According to Shissler the amount of money spent on the other agriculture commodities listed, pales in comparison to soybeans and that’s why the trade isn’t concerned about them.
“The soybean tariff is the scary one because they buy a lot of from us,” he says.
This year China is also poised to buy a fair amount of cotton from the U.S., says John Payne author of the This Week in Grain blog.
“China is 25% of our export market for cotton for this marketing year,” he says. “If they had the luxury to back off on cotton imports I’m sure they would do it. They are going to be in here because they have to be.”

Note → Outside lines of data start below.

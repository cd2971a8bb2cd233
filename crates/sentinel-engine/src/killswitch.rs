//! Operator kill switch.
//!
//! A plain file on disk: create it to stop trading, delete it (and
//! manually reset the HALT) to resume. File presence is checked at the
//! top of every tick so the switch works even if the process is wedged
//! in a bad decision loop.

use std::path::PathBuf;

#[derive(Debug, Clone)]
pub struct KillSwitch {
    path: PathBuf,
}

impl KillSwitch {
    pub fn new(path: impl Into<PathBuf>) -> Self {
        Self { path: path.into() }
    }

    /// Whether the switch is currently engaged.
    #[must_use]
    pub fn engaged(&self) -> bool {
        self.path.exists()
    }
}

#[cfg(test)]
mod tests {
    use super::*;

    #[test]
    fn test_absent_file_is_disengaged() {
        let switch = KillSwitch::new("/nonexistent/kill-switch-test");
        assert!(!switch.engaged());
    }

    #[test]
    fn test_present_file_engages() {
        let path = std::env::temp_dir().join("sentinel-kill-switch-test");
        std::fs::write(&path, b"stop").unwrap();
        let switch = KillSwitch::new(&path);
        assert!(switch.engaged());
        std::fs::remove_file(&path).unwrap();
        assert!(!switch.engaged());
    }
}
//! The run loop.
//!
//! Pulls tick inputs from a `SnapshotSource` on a fixed interval and
//! feeds them to the orchestrator until shutdown is signalled. Tick
//! errors are logged and the loop continues; only a shutdown signal or a
//! source failure stops it.

use crate::error::EngineResult;
use crate::tick::{TickInputs, TickOrchestrator};
use std::pin::Pin;
use std::time::Duration;
use tokio::sync::watch;
use tracing::{error, info};

/// Boxed future for dyn-compatible async trait methods.
pub type BoxFuture<'a, T> = Pin<Box<dyn std::future::Future<Output = T> + Send + 'a>>;

/// Supplies the inputs for each tick: market snapshot, drained stream
/// events and history slices.
pub trait SnapshotSource: Send + Sync {
    fn next_inputs(&self) -> BoxFuture<'_, EngineResult<TickInputs>>;
}

/// Run the decision loop until `shutdown` flips to true.
pub async fn run_loop(
    orchestrator: &mut TickOrchestrator,
    source: &dyn SnapshotSource,
    interval: Duration,
    mut shutdown: watch::Receiver<bool>,
) -> EngineResult<()> {
    let mut ticker = tokio::time::interval(interval);
    ticker.set_missed_tick_behavior(tokio::time::MissedTickBehavior::Skip);

    loop {
        tokio::select! {
            _ = ticker.tick() => {
                let inputs = source.next_inputs().await?;
                match orchestrator.run_tick(inputs).await {
                    Ok(result) => {
                        info!(
                            state = %result.state,
                            transitions = result.transitions.len(),
                            "tick complete"
                        );
                    }
                    Err(err) => {
                        // One bad tick must not kill the agent; the next
                        // cycle re-evaluates from a fresh snapshot.
                        error!(error = %err, "tick failed");
                    }
                }
            }
            _ = shutdown.changed() => {
                if *shutdown.borrow() {
                    info!("shutdown signal received, stopping loop");
                    return Ok(());
                }
            }
        }
    }
}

According to Payne, the cotton markets could suffer from the tariffs.
“For right now I do look for the cotton markets to take it on the chin a little bit,” he says. “Tariffs on cotton are going to be much more detrimental than anything else they are going to want to do.”
Corn is another grain on China’s hit list. Both analysts agree China imports so little corn from the U.S. that those tariffs won’t matter much.
“Our markets for DDGs and corn are so diversified I don’t think [the tariffs] even make a dent in the shorter run,” Payne says.
Will they actually do it?
It’s important to keep in mind these tariffs are proposed, not implemented. Shissler isn’t sure China will actually go through with the tariffs.
“I just don't know how a tariff would work, I really don't,” he says. “If they put a 25% tariff on soybeans and they still have to buy them, what does that do? From an end user standpoint we wouldn't want to pay 25% more for the two thirds that we use.”
Like other analysts, Shissler thinks the tariff talk is a negotiation tactic.
“I think the [administration] wanted to negotiate or whatever and then they didn't hear much back, so they do this and have probably gotten a response,” he says adding that President Trumps goal to have $100 billion trade deficit is “impossible.”